List comprehensions are terse, fast, and awesome. You should use them when you can, but be aware that sticking complex chains of operations in one line can also quickly become illegible!

Now let's use the `timeit` [magic command](https://ipython.readthedocs.io/en/stable/interactive/magics.html) to time the execution of our functions. `timeit` will run the expressions in loops to measure the average running time, so this may take a few seconds. We'll use an arbitrary threshold value of 0.7. 

In [None]:
%timeit filter_list(lst, 0.7)
%timeit filter_list_comprehension(lst, 0.7)
%timeit filter_array(arr, 0.7)

Wow, that's fast! 🏎 The list comprehension is faster than the for loop, but numpy is almost ten times as fast!

Gaining $300\,\mu s$ might not sound like like much, but remember this is a test with (only) 10000 values. When we'll deal with multi-dimensional arrays of millions of values, this speed up can make a huge difference!  

🧠 What's the difference between `timeit` and `time`?

## 2. Pandas

ℹ️ The convention is to use the name `pd` when importing pandas. Just like `np` & NumPy, you don't technically have to follow this convention, but please always do!
 
💪 This will also be your first time of many to import pandas! 🎊

In [None]:
import pandas as pd

### 2.1 Series

There are two main classes in the world of pandas. The first one is the `Series`. According to the [documentation](https://pandas.pydata.org/pandas-docs/stable/reference/api/pandas.Series.html):
> A Series is a one-dimensional ndarray with axis labels.

Notice how pandas leverage NumPy `ndarray`s as data structures. Also observe that a `Series` object wraps the array with "axis labels", also called an _index_. But before we dig into indices, let's see how `Series` are created. Just like the 1D `ndarray`, a Series constructor can take a python list as argument:

In [None]:
s = pd.Series([1, 2, 3, 4])
s

The output statement details the NumPy `dtype` used in the inner `ndarray` of the Series. 

Overloading of list slicing syntax and arithmetic operators is also similar to NumPy:

In [None]:
s[2]

In [None]:
s[2::-1]

In [None]:
s + s

OK, so far, a Series looks and acts pretty much the same as a 1D `ndarray`. One exception is the "axis labels" we can see on the left hand side of the output statement: `0 1 2 3`.

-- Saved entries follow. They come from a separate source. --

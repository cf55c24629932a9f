//! # `reap` — deferred reclamation for reference-counted handles
//!
//! `reap` provides shared-ownership smart handles whose backing storage is not reclaimed the
//! instant the last handle goes away, but asynchronously, by a background worker that drains
//! batches of pending destructions. The producing thread pays an atomic decrement and a cheap
//! buffered append; the destructor and the deallocation run later, off its critical path.
//!
//! ## Overview
//!
//! - **Handles**
//!     * [`Ref`] for a shared single object.
//!     * [`RefArray`] for a shared fixed-length array.
//! - **Runtime control**
//!     * [`start`]/[`start_with`] to spawn the collector.
//!     * [`suggest_run`] to nudge it.
//!     * [`pause`]/[`resume`]/[`is_paused`] to suspend it.
//!     * [`shutdown`] to stop it and drain everything.
//!
//! ## Why?
//!
//! Destruction is rarely free. A drop can mean running a destructor, walking owned structures,
//! and giving memory back to the allocator, and in a workload where a hundred threads churn
//! through short-lived shared objects, all of that lands on the hottest paths of the program.
//! Deferring it moves that cost to a single background thread which destroys in bulk, where the
//! allocator and the cache get to see some locality.
//!
//! The trade-off is liveness: memory of dead objects lingers for up to a collection period. The
//! collector can be nudged ([`suggest_run`]) when the application knows it just released
//! something big, and it wakes itself when a thread buffers suspiciously many destructions.
//!
//! ## Usage
//!
//! Start the collector once, near the top of the program, then use the handles like any other
//! reference-counted pointer:
//!
//! ```rust
//! let numbers = reap::RefArray::<u32>::from_slice(&[1, 2, 3, 4]);
//!
//! reap::start();
//!
//! let handle: reap::Ref<String> = reap::Ref::new("hello".to_string());
//! let clone = handle.clone();
//! assert_eq!(*handle, *clone);
//!
//! drop(handle);
//! drop(clone); // queued; destroyed by the collector, or at shutdown
//!
//! assert_eq!(numbers.iter().sum::<u32>(), 10);
//!
//! reap::shutdown();
//! ```
//!
//! Handles work without a running collector too: destructions then happen synchronously at the
//! last drop, like plain `Arc`. Nothing is ever destroyed twice and nothing is ever forgotten —
//! a thread's pending destructions are flushed when the thread exits, and [`shutdown`] drains
//! everything that remains.
//!
//! ## Design & internals
//!
//! Every thread that releases final handles owns a *page*: a buffered batch of pending
//! destructions, registered in a global list. Dropping the last handle to an object appends a
//! destruction obligation to the current thread's page, with no cross-thread contention. The
//! collector wakes periodically, walks the registered pages, and drains them, running the
//! destructors. Thread exit deregisters and drains the thread's own page.
//!
//! The counter width of a handle is selectable (see [`Counter`]): objects with a known small
//! fan-out can spend a single byte on their count.
//!
//! ## Cycles
//!
//! This is reference counting with no cycle detection and no weak handles. Handles that form a
//! cycle keep each other alive and leak. Break cycles by hand, or don't build them.
//!
//! ## Debugging
//!
//! Enable the `debug-tools` feature and set the environment variable `REAP_DEBUG_MODE` to get a
//! trace of registrations, drains, and destructions on stdout. Set `REAP_DEBUG_STACKTRACE` to
//! follow each message with a stack trace.

#![deny(missing_docs)]

mod array;
mod block;
mod counter;
mod debug;
mod destroyer;
mod global;
mod handle;
mod local;
mod page;
pub mod settings;

pub use crate::array::RefArray;
pub use crate::counter::Counter;
pub use crate::handle::Ref;
pub use crate::settings::Settings;

/// Start the collector with default [`Settings`].
///
/// Spawns the background worker. A no-op if the collector is already running, so libraries may
/// call this defensively. After a [`shutdown`], starting again is allowed and resumes deferred
/// reclamation.
pub fn start() {
    global::start();
}

/// Start the collector with the given [`Settings`].
///
/// Like [`start`], but choosing the collection period and wake behavior. A no-op if the
/// collector is already running, in which case the settings are not changed.
pub fn start_with(settings: Settings) {
    global::start_with(settings);
}

/// Suggest that the collector runs now.
///
/// Wakes the worker if it is waiting; the run still does not happen while the collector is
/// paused. A no-op if the collector is not running.
pub fn suggest_run() {
    global::suggest_run();
}

/// Check whether collection is paused.
pub fn is_paused() -> bool {
    global::is_paused()
}

/// Pause future collection runs.
///
/// The collector won't run again until it is resumed. A run already in flight finishes;
/// destructions queued while paused accumulate in the pages.
pub fn pause() {
    global::pause();
}

/// Resume collection runs.
pub fn resume() {
    global::resume();
}

/// Stop the collector and drain every pending destruction.
///
/// Joins the worker, then destroys everything still buffered in the registered pages and empties
/// the registry. Idempotent: a second call is a no-op. Handles keep working afterwards, with
/// synchronous destruction, until [`start`] is called again.
pub fn shutdown() {
    global::shutdown();
}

These form the [`index`]() of the Series. `ndarray`s also have an index, since we can access them with the `arr[i]` syntax, but in pandas Series, the index is _explicit_. This means that we can select it and manipulate it as a first class object!

In [None]:
s.index

In [None]:
s.index[2]

In [None]:
s.index[2:3]

Indexes don't have to be incremental integers. For example, let's sort a Series and see what happens to it.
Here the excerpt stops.